Bench Memos

Law & the Courts

‘Quotation Modified’?!?

As someone who admires Justice Kagan’s craftsmanship, I’m surprised to learn from this tweet thread of the strange use that she made in an opinion last year of the citation appendage “(quotation modified).”

It’s conventional to modify quotations—without, of course, altering the meaning—by using bracketed material and ellipses to signal the modifications you’re making. I’m also fine on cleaning up quotations to eliminate clutter, such as brackets or ellipses, or to change confusing punctuation or capitalization, and a notation that says “cleaned up” strikes me as unobjectionable. But what Kagan did in two instances in her unanimous opinion in Thacker v. Tennessee Valley Authority was something very different.

Here is her first instance:

And Congress generally “intend[s] the full consequences of what it sa[ys]”—even if “inconvenient, costly, and inefficient.” Id., at 249 (quotation modified).

Here is what the cited source, Federal Housing Administration v. Burr (1940), actually says (emphasis added):

In our view, however, the bridge was crossed when Congress abrogated the immunity by this “sue and be sued” clause. And no such grave interference with the federal function has been shown to lead us to imply that Congress did not intend the full consequences of what it said. Hence, considerations of convenience, cost and efficiency which have been urged here are for Congress which, as we have said, has full authority to make such restrictions on the “sue and be sued” clause as seem to it appropriate or necessary.

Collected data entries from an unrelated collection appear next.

//! Configure flag assembly.
//!
//! A [`ConfigureRequest`] selects a build target, a link mode, and a few switches.
//! [`assemble`] turns it into a [`ConfigureCommand`] for a library `configure` script, drawing every environment specific token from [`ConfigurePaths`].
//! Assembly is pure: the same request and paths always give the same command.
//!
//! Tokens are appended in a fixed order and never removed:
//!
//! | Option             | Features                        | `CFLAGS`       | `LDFLAGS`              |
//! |--------------------|---------------------------------|----------------|------------------------|
//! | [`BuildTarget::X86_64`] | `--host=<host>`            |                |                        |
//! | minimal            | `--disable-<subsystem>` flags   |                |                        |
//! | debug              |                                 | debug flags    | debug flags            |
//! | [`LinkMode::Static`] | `--enable-static`             | `-I<include>`  | `-L<lib> -static`      |
//! | [`LinkMode::Shared`] | `--enable-shared`             | `-I<include>`  | `-L<lib>`              |
//!
//! The static and shared path sets are chosen by the build target, [`BuildTarget::X86`] uses the 32-bit sets and every other target the 64-bit sets.

mod command;
mod paths;

use std::path::PathBuf;

use derive_more::Display;
use thiserror::Error;

pub use self::{
    command::{execute, ConfigureCommand},
    paths::{ConfigurePaths, PathSet},
};

/// The build target.
#[derive(Copy, Clone, Debug, Default, Display, PartialEq, Eq)]
pub enum BuildTarget {
    /// The host target, no bit-width selected.
    #[default]
    #[display("native")]
    Native,
    /// A 32-bit target.
    #[display("x86")]
    X86,
    /// A 64-bit target, cross compiled with the configured host triple.
    #[display("x86_64")]
    X86_64,
}

/// The link mode.
///
/// Static and shared linking are exclusive.
#[derive(Copy, Clone, Debug, Default, Display, PartialEq, Eq)]
pub enum LinkMode {
    /// The `configure` script default.
    #[default]
    #[display("default")]
    Default,
    /// Static libraries.
    #[display("static")]
    Static,
    /// Shared libraries.
    #[display("shared")]
    Shared,
}

/// A configure request.
///
/// ## Target
/// > default: [`BuildTarget::Native`]
///
/// ## Link
/// > default: [`LinkMode::Default`]
///
/// ## Minimal
/// > default: [`true`]
///
/// Disables the optional subsystems listed in [`ConfigurePaths::minimal_features`].
/// Fixture builds never need them, so they stay disabled unless a full build is requested.
///
/// ## Debug
/// > default: [`false`]
///
/// Appends [`ConfigurePaths::debug_flags`] to both `CFLAGS` and `LDFLAGS`.
#[derive(Copy, Clone, Debug, PartialEq, Eq)]
pub struct ConfigureRequest {
    /// The build target.
    pub target: BuildTarget,
    /// The link mode.
    pub link: LinkMode,
    /// Disable optional subsystems.
    pub minimal: bool,
    /// Build with debug information and no optimisation.
    pub debug: bool,
}

impl Default for ConfigureRequest {
    fn default() -> Self {
        Self {
            target: BuildTarget::default(),
            link: LinkMode::default(),
            minimal: true,
            debug: false,
        }
    }
}

/// A configure error.
#[derive(Debug, Error)]
pub enum ConfigureError {
    /// The configuration file could not be read.
    #[error("failed to read configuration file {0}: {1}")]
    ReadConfig(PathBuf, #[source] std::io::Error),
    /// The configuration file is not valid.
    #[error("invalid configuration file {0}: {1}")]
    InvalidConfig(PathBuf, #[source] serde_json::Error),
    /// The configure command could not be run.
    #[error("failed to run configure command: {0}")]
    Execute(#[source] std::io::Error),
}

/// Assemble the configure command for `request`.
#[must_use]
pub fn assemble(request: &ConfigureRequest, paths: &ConfigurePaths) -> ConfigureCommand {
    tracing::debug!(?request, "assembling configure command");
    let mut command = ConfigureCommand::new(&paths.script, paths.features.clone());

    if request.target == BuildTarget::X86_64 {
        command.features.push(format!("--host={}", paths.host));
    }
    if request.minimal {
        command.features.extend(paths.minimal_features.iter().cloned());
    }
    if request.debug {
        command.cflags.extend(paths.debug_flags.iter().cloned());
        command.ldflags.extend(paths.debug_flags.iter().cloned());
    }

    let is_32 = request.target == BuildTarget::X86;
    match request.link {
        LinkMode::Default => {}
        LinkMode::Static => {
            let path_set = if is_32 { &paths.static_32 } else { &paths.static_64 };
            command.features.push("--enable-static".to_string());
            command.cflags.push(format!("-I{}", path_set.include_dir));
            command.ldflags.push(format!("-L{}", path_set.lib_dir));
            command.ldflags.push("-static".to_string());
        }
        LinkMode::Shared => {
            let path_set = if is_32 { &paths.shared_32 } else { &paths.shared_64 };
            command.features.push("--enable-shared".to_string());
            command.cflags.push(format!("-I{}", path_set.include_dir));
            command.ldflags.push(format!("-L{}", path_set.lib_dir));
        }
    }
    command
}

The phrase “inconvenient, costly, and inefficient” simply doesn’t appear in Burr. What’s the point of concocting the quote? Why not simply cite Burr for the proposition? Similarly on the other change: The statement in Burr that “Congress did not intend the full consequences of what it said” might well imply that “Congress generally intends the full consequences of what it says” (my cleaned-up version of Kagan’s statement), but it doesn’t in fact say that, so why quote it as though it does?

Here is Kagan’s second instance in Thacker:

But it is no higher than appropriate given Congress’s enactment of so broad an immunity waiver—which demands, as we have held, a “liberal construction.” Ibid. (quotation modified).

Here, again, she is citing and quoting Burr. But here is what Burr says (emphasis added):

[W]e start from the premise that such waivers by Congress of governmental immunity in case of such federal instrumentalities should be liberally construed.

Citing Burr seems entirely proper. But what’s the point of putting “liberal construction” in quotes when the phrase from Burr is “liberally construed”? Why not just let the citation do its proper work? Or, if Kagan wanted to quote Burr and avoid the ugly “liberal[] constru[ction],” she could easily have used the actual quote: “which demands, as we have held, to be ‘liberally construed.’”

Yesterday’s opinion by Justice Sotomayor in Liu v. SEC marked the second time that “(quotation modified)” has been used in a Supreme Court opinion:

In civil actions, the SEC can seek civil penalties and “equitable relief.” See, e.g., §78u(d)(5) (“In any action or proceeding brought or instituted by the Commission under any provision of the securities laws, . . . any Federal court may grant . . . any equitable relief that may be appropriate or necessary for the benefit of investors”); see also §78u(d)(3) (“Money penalties in civil actions” (quotation modified)).

Unlike Kagan’s, Sotomayor’s use of “(quotation modified)” is trivial and probably gratuitous. Specifically, all that she did was eliminate a comma where she added the second ellipsis. But what’s strange about her quote is that she should have retained the words that she eliminated because they are what directly establish her proposition that “the SEC can seek … ‘equitable relief.’” Here’s the full 15 U.S.C. § 78u(d)(3), with the restored words italicized:

In any action or proceeding brought or instituted by the Commission under any provision of the securities laws, the Commission may seek, and any Federal court may grant, any equitable relief that may be appropriate or necessary for the benefit of investors.